Schubert, C.; Kim, J.; Näpflin, N.; Hoos, M.; Huuskonen, J.; von Mering, C.; Hardt, W.-D.

Background: Barcoding of isogenic strains is a powerful approach to assess pathogen population dynamics during infection. Here, we adapted WISH-barcoding to Salmonella Typhimurium ATCC14028s to evaluate its suitability for pooled infection experiments in streptomycin-pretreated mouse models. Results: WISH-barcoded wild-type pools showed pronounced population instability, characterized by stochastic strain loss and segregation into high- and low-fitness subpopulations. Whole-genome sequencing identified recurrent mutations in the methyltransferase rsmG and loss of the P3 plasmid carrying streptomycin resistance in low-fitness strains; neither was observed in {Delta}invG or {Delta}ssaV pools.
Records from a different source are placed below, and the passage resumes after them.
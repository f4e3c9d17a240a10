//! CLI command implementations.

pub mod custom;
pub mod discover;
pub mod modify;
pub mod rules;
pub mod verify;

use std::path::{Path, PathBuf};

/// `data.csv` -> `data.constraints.json`
pub(crate) fn default_constraints_path(data: &Path) -> PathBuf {
    let stem = data.file_stem().unwrap_or_default().to_string_lossy();
    data.with_file_name(format!("{}.constraints.json", stem))
}

#[cfg(test)]
mod tests {
    use super::*;

    #[test]
    fn test_default_constraints_path() {
        assert_eq!(
            default_constraints_path(Path::new("dir/loans.csv")),
            PathBuf::from("dir/loans.constraints.json")
        );
    }
}
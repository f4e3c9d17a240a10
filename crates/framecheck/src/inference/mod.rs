//! Constraint discovery.

mod discoverer;

pub use discoverer::Discoverer;
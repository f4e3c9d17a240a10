//! FrameCheck: constraint discovery and verification for tabular datasets.
//!
//! FrameCheck learns what a dataset looks like from a reference table (types,
//! nullability, uniqueness, lengths, allowed values, numeric and date bounds),
//! stores those constraints, and later checks other tables against them.
//!
//! # Workflow
//!
//! - **Discover**: derive a [`ConstraintSet`] from a reference table
//! - **Persist**: save and reload it as JSON or flat CSV, editing single
//!   columns in between
//! - **Verify**: run every constraint against a target table and get a
//!   [`Summary`] of break counts plus an [`EvidenceTable`] of failing rows
//! - **Custom rules**: flag anomalous rows with named SQL-style predicates
//!
//! # Example
//!
//! ```no_run
//! use framecheck::FrameCheck;
//!
//! let framecheck = FrameCheck::new();
//! let constraints = framecheck.discover("reference.csv").unwrap();
//! let result = framecheck.verify("new_batch.csv", &constraints).unwrap();
//!
//! println!("Breaks: {}", result.summary.total_breaks());
//! println!("Evidence rows: {}", result.evidence.len());
//! ```

pub mod custom;
pub mod error;
pub mod inference;
pub mod input;
pub mod optimizer;
pub mod schema;
pub mod validation;

mod framecheck;

pub use crate::framecheck::{FrameCheck, FrameCheckConfig};
pub use custom::{CustomRule, CustomRuleList, CustomVerification, CustomVerifier, RuleSummary};
pub use error::{FrameCheckError, Result};
pub use inference::Discoverer;
pub use input::{
    Column, ColumnKind, DType, DataTable, Number, Parser, ParserConfig, ReadOptions, SourceMetadata,
    Value,
};
pub use optimizer::{OptimizerConfig, TypeOptimizer};
pub use schema::{CheckKind, ColumnConstraints, Constraint, ConstraintSet};
pub use validation::{
    CheckOutcome, EvidenceTable, Summary, Verification, Verifier, VerifyOptions,
};
//! Constraint model: check kinds, typed constraints, per-table constraint
//! sets and their persisted forms.

mod check;
mod constraint;
mod literal;
mod persistence;
mod set;

pub use check::CheckKind;
pub use constraint::{ColumnConstraints, Constraint, DATE_FORMAT};
pub use literal::{parse_set, render_set};
pub use persistence::{FileFormat, INDEX_HEADER};
pub(crate) use persistence::{create_file, open_file};
pub use set::ConstraintSet;
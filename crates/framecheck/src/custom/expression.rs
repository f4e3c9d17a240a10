//! Row predicates for custom rules.
//!
//! Queries are SQL-style boolean expressions (`age > 80 AND status IN ('A',
//! 'B')`). They are parsed with `sqlparser`, then bound to a table: column
//! references are resolved to positions and anything the evaluator does not
//! understand is rejected up front, so evaluation itself cannot fail.

use std::cmp::Ordering;

use regex::Regex;
use sqlparser::ast::{self, BinaryOperator, Expr, UnaryOperator};
use sqlparser::dialect::GenericDialect;
use sqlparser::parser::Parser;
use sqlparser::tokenizer::Token;

use crate::error::{FrameCheckError, Result};
use crate::input::{parse_datetime, DataTable, Value};

/// Parse a query into a syntax tree, rejecting trailing input.
pub fn parse_query(query: &str) -> std::result::Result<Expr, String> {
    let dialect = GenericDialect {};
    let mut parser = Parser::new(&dialect)
        .try_with_sql(query)
        .map_err(|e| e.to_string())?;
    let expr = parser.parse_expr().map_err(|e| e.to_string())?;

    let next = parser.peek_token();
    if next.token != Token::EOF {
        return Err(format!("unexpected '{}' after expression", next.token));
    }
    Ok(expr)
}

#[derive(Debug, Clone, Copy, PartialEq, Eq)]
enum Comparison {
    Eq,
    NotEq,
    Lt,
    LtEq,
    Gt,
    GtEq,
}

impl Comparison {
    fn holds(&self, ordering: Ordering) -> bool {
        match self {
            Comparison::Eq => ordering == Ordering::Equal,
            Comparison::NotEq => ordering != Ordering::Equal,
            Comparison::Lt => ordering == Ordering::Less,
            Comparison::LtEq => ordering != Ordering::Greater,
            Comparison::Gt => ordering == Ordering::Greater,
            Comparison::GtEq => ordering != Ordering::Less,
        }
    }
}

#[derive(Debug, Clone, Copy, PartialEq, Eq)]
enum Arithmetic {
    Add,
    Subtract,
    Multiply,
    Divide,
    Modulo,
}

#[derive(Debug, Clone)]
enum Node {
    Column(usize),
    Literal(Value),
    And(Box<Node>, Box<Node>),
    Or(Box<Node>, Box<Node>),
    Not(Box<Node>),
    Negate(Box<Node>),
    Compare(Comparison, Box<Node>, Box<Node>),
    Arithmetic(Arithmetic, Box<Node>, Box<Node>),
    InList {
        expr: Box<Node>,
        list: Vec<Node>,
        negated: bool,
    },
    Between {
        expr: Box<Node>,
        low: Box<Node>,
        high: Box<Node>,
        negated: bool,
    },
    IsNull {
        expr: Box<Node>,
        negated: bool,
    },
    Like {
        expr: Box<Node>,
        pattern: Regex,
        negated: bool,
    },
}

/// A query bound to the columns of one table.
#[derive(Debug, Clone)]
pub struct RowPredicate {
    root: Node,
}

impl RowPredicate {
    /// Parse `query` and bind it to `table`.
    ///
    /// Syntax errors and unsupported constructs are reported as invalid
    /// queries for `rule`; unknown columns as lookup errors.
    pub fn compile(rule: &str, query: &str, table: &DataTable) -> Result<Self> {
        let invalid = |message: String| FrameCheckError::InvalidQuery {
            rule: rule.to_string(),
            message,
        };

        let expr = parse_query(query).map_err(invalid)?;
        let root = Binder { table }.bind(&expr).map_err(|e| match e {
            BindError::Unsupported(message) => invalid(message),
            BindError::UnknownColumn(column) => FrameCheckError::column_not_found(column),
        })?;

        Ok(Self { root })
    }

    /// Returns true if the predicate holds for `row`.
    pub fn matches(&self, table: &DataTable, row: usize) -> bool {
        truthy(&evaluate(&self.root, &RowView { table, row }))
    }

    /// Positions of every row the predicate holds for.
    pub fn matching_rows(&self, table: &DataTable) -> Vec<usize> {
        (0..table.row_count())
            .filter(|&row| self.matches(table, row))
            .collect()
    }
}

enum BindError {
    Unsupported(String),
    UnknownColumn(String),
}

struct Binder<'a> {
    table: &'a DataTable,
}

impl Binder<'_> {
    fn bind(&self, expr: &Expr) -> std::result::Result<Node, BindError> {
        let node = match expr {
            Expr::Identifier(ident) => self.bind_identifier(ident)?,
            Expr::CompoundIdentifier(parts) => {
                let name = parts
                    .iter()
                    .map(|part| part.value.as_str())
                    .collect::<Vec<_>>()
                    .join(".");
                self.column(&name)?
            }
            Expr::Value(value) => Node::Literal(literal(value)?),
            Expr::Nested(inner) => self.bind(inner)?,
            Expr::UnaryOp { op, expr } => {
                let inner = Box::new(self.bind(expr)?);
                match op {
                    UnaryOperator::Not => Node::Not(inner),
                    UnaryOperator::Minus => Node::Negate(inner),
                    UnaryOperator::Plus => *inner,
                    other => return Err(unsupported(format!("operator '{}'", other))),
                }
            }
            Expr::BinaryOp { left, op, right } => {
                let left = Box::new(self.bind(left)?);
                let right = Box::new(self.bind(right)?);
                match op {
                    BinaryOperator::And => Node::And(left, right),
                    BinaryOperator::Or => Node::Or(left, right),
                    BinaryOperator::Eq => Node::Compare(Comparison::Eq, left, right),
                    BinaryOperator::NotEq => Node::Compare(Comparison::NotEq, left, right),
                    BinaryOperator::Lt => Node::Compare(Comparison::Lt, left, right),
                    BinaryOperator::LtEq => Node::Compare(Comparison::LtEq, left, right),
                    BinaryOperator::Gt => Node::Compare(Comparison::Gt, left, right),
                    BinaryOperator::GtEq => Node::Compare(Comparison::GtEq, left, right),
                    BinaryOperator::Plus => Node::Arithmetic(Arithmetic::Add, left, right),
                    BinaryOperator::Minus => Node::Arithmetic(Arithmetic::Subtract, left, right),
                    BinaryOperator::Multiply => Node::Arithmetic(Arithmetic::Multiply, left, right),
                    BinaryOperator::Divide => Node::Arithmetic(Arithmetic::Divide, left, right),
                    BinaryOperator::Modulo => Node::Arithmetic(Arithmetic::Modulo, left, right),
                    other => return Err(unsupported(format!("operator '{}'", other))),
                }
            }
            Expr::InList {
                expr,
                list,
                negated,
            } => Node::InList {
                expr: Box::new(self.bind(expr)?),
                list: list
                    .iter()
                    .map(|item| self.bind(item))
                    .collect::<std::result::Result<_, _>>()?,
                negated: *negated,
            },
            Expr::Between {
                expr,
                negated,
                low,
                high,
            } => Node::Between {
                expr: Box::new(self.bind(expr)?),
                low: Box::new(self.bind(low)?),
                high: Box::new(self.bind(high)?),
                negated: *negated,
            },
            Expr::IsNull(inner) => Node::IsNull {
                expr: Box::new(self.bind(inner)?),
                negated: false,
            },
            Expr::IsNotNull(inner) => Node::IsNull {
                expr: Box::new(self.bind(inner)?),
                negated: true,
            },
            Expr::Like {
                negated,
                expr,
                pattern,
                ..
            } => {
                let pattern = match self.bind(pattern)? {
                    Node::Literal(Value::Text(text)) => like_regex(&text)?,
                    _ => return Err(unsupported("LIKE pattern must be a string".to_string())),
                };
                Node::Like {
                    expr: Box::new(self.bind(expr)?),
                    pattern,
                    negated: *negated,
                }
            }
            other => return Err(unsupported(format!("expression '{}'", other))),
        };
        Ok(node)
    }

    /// A double-quoted name that is not a column reads as a string.
    fn bind_identifier(&self, ident: &ast::Ident) -> std::result::Result<Node, BindError> {
        if ident.quote_style == Some('"') && !self.table.contains_column(&ident.value) {
            return Ok(Node::Literal(Value::Text(ident.value.clone())));
        }
        self.column(&ident.value)
    }

    fn column(&self, name: &str) -> std::result::Result<Node, BindError> {
        self.table
            .column_names()
            .position(|column| column == name)
            .map(Node::Column)
            .ok_or_else(|| BindError::UnknownColumn(name.to_string()))
    }
}

fn unsupported(message: String) -> BindError {
    BindError::Unsupported(format!("unsupported {}", message))
}

fn literal(value: &ast::Value) -> std::result::Result<Value, BindError> {
    let converted = match value {
        ast::Value::Number(text, _) => match text.parse::<i64>() {
            Ok(i) => Value::Int(i),
            Err(_) => text
                .parse::<f64>()
                .map(Value::Float)
                .map_err(|_| unsupported(format!("number '{}'", text)))?,
        },
        ast::Value::SingleQuotedString(s) | ast::Value::DoubleQuotedString(s) => {
            Value::Text(s.clone())
        }
        ast::Value::Boolean(b) => Value::Bool(*b),
        ast::Value::Null => Value::Null,
        other => return Err(unsupported(format!("literal '{}'", other))),
    };
    Ok(converted)
}

/// Translate a SQL LIKE pattern (`%`, `_`) into an anchored regex.
fn like_regex(pattern: &str) -> std::result::Result<Regex, BindError> {
    let mut regex = String::from("^");
    for ch in pattern.chars() {
        match ch {
            '%' => regex.push_str(".*"),
            '_' => regex.push('.'),
            c => regex.push_str(&regex::escape(&c.to_string())),
        }
    }
    regex.push('$');
    Regex::new(&regex).map_err(|e| unsupported(format!("LIKE pattern: {}", e)))
}

struct RowView<'a> {
    table: &'a DataTable,
    row: usize,
}

fn evaluate(node: &Node, view: &RowView<'_>) -> Value {
    match node {
        Node::Column(index) => view
            .table
            .columns()
            .nth(*index)
            .map(|column| column.get(view.row).clone())
            .unwrap_or_default(),
        Node::Literal(value) => value.clone(),
        Node::And(left, right) => {
            Value::Bool(truthy(&evaluate(left, view)) && truthy(&evaluate(right, view)))
        }
        Node::Or(left, right) => {
            Value::Bool(truthy(&evaluate(left, view)) || truthy(&evaluate(right, view)))
        }
        Node::Not(inner) => Value::Bool(!truthy(&evaluate(inner, view))),
        Node::Negate(inner) => match evaluate(inner, view) {
            Value::Int(i) => i.checked_neg().map_or(Value::Float(-(i as f64)), Value::Int),
            Value::Float(f) => Value::Float(-f),
            _ => Value::Null,
        },
        Node::Compare(op, left, right) => {
            Value::Bool(compare(*op, &evaluate(left, view), &evaluate(right, view)))
        }
        Node::Arithmetic(op, left, right) => {
            arithmetic(*op, &evaluate(left, view), &evaluate(right, view))
        }
        Node::InList {
            expr,
            list,
            negated,
        } => {
            let value = evaluate(expr, view);
            if value.is_null() {
                return Value::Bool(false);
            }
            let found = list
                .iter()
                .any(|item| compare(Comparison::Eq, &value, &evaluate(item, view)));
            Value::Bool(found != *negated)
        }
        Node::Between {
            expr,
            low,
            high,
            negated,
        } => {
            let value = evaluate(expr, view);
            if value.is_null() {
                return Value::Bool(false);
            }
            let inside = compare(Comparison::GtEq, &value, &evaluate(low, view))
                && compare(Comparison::LtEq, &value, &evaluate(high, view));
            Value::Bool(inside != *negated)
        }
        Node::IsNull { expr, negated } => Value::Bool(evaluate(expr, view).is_null() != *negated),
        Node::Like {
            expr,
            pattern,
            negated,
        } => {
            let value = evaluate(expr, view);
            if value.is_null() {
                return Value::Bool(false);
            }
            Value::Bool(pattern.is_match(&value.render()) != *negated)
        }
    }
}

fn truthy(value: &Value) -> bool {
    match value {
        Value::Bool(b) => *b,
        Value::Int(i) => *i != 0,
        Value::Float(f) => !f.is_nan() && *f != 0.0,
        Value::Text(s) => !s.is_empty(),
        Value::DateTime(_) => true,
        Value::Null => false,
    }
}

/// Any comparison involving a null is false.
fn compare(op: Comparison, left: &Value, right: &Value) -> bool {
    if left.is_null() || right.is_null() {
        return false;
    }

    // Text compared with a timestamp is read as a date
    let ordering = match (left, right) {
        (Value::DateTime(dt), Value::Text(s)) => parse_datetime(s).map(|other| dt.cmp(&other)),
        (Value::Text(s), Value::DateTime(dt)) => parse_datetime(s).map(|other| other.cmp(dt)),
        _ => left.compare(right),
    };

    match ordering {
        Some(ordering) => op.holds(ordering),
        // Values of unrelated kinds are never equal
        None => op == Comparison::NotEq,
    }
}

fn arithmetic(op: Arithmetic, left: &Value, right: &Value) -> Value {
    if let (Value::Text(a), Value::Text(b), Arithmetic::Add) = (left, right, op) {
        return Value::Text(format!("{}{}", a, b));
    }

    if let (Value::Int(a), Value::Int(b)) = (left, right) {
        let exact = match op {
            Arithmetic::Add => a.checked_add(*b),
            Arithmetic::Subtract => a.checked_sub(*b),
            Arithmetic::Multiply => a.checked_mul(*b),
            Arithmetic::Modulo => a.checked_rem_euclid(*b),
            Arithmetic::Divide => None,
        };
        if let Some(result) = exact {
            return Value::Int(result);
        }
        if op == Arithmetic::Modulo {
            return Value::Null;
        }
    }

    let (Some(a), Some(b)) = (left.as_f64(), right.as_f64()) else {
        return Value::Null;
    };
    Value::Float(match op {
        Arithmetic::Add => a + b,
        Arithmetic::Subtract => a - b,
        Arithmetic::Multiply => a * b,
        Arithmetic::Divide => a / b,
        Arithmetic::Modulo => a.rem_euclid(b),
    })
}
We propose that rsmG mutations were enriched during strain construction carried out under streptomycin selection, following loss of the P3 plasmid. Control experiments demonstrated that rsmG mutations and P3 loss are counter-selected in vivo and attenuate gut-luminal colonization in streptomycin-pretreated mice. Conclusion: While population dynamics experiments with ATCC14028s are feasible in principle, wild-type strains are prone to acquiring fitness-altering mutations during in vitro construction when using the P3 plasmid and streptomycin, highlighting the need for careful pool validation prior to use.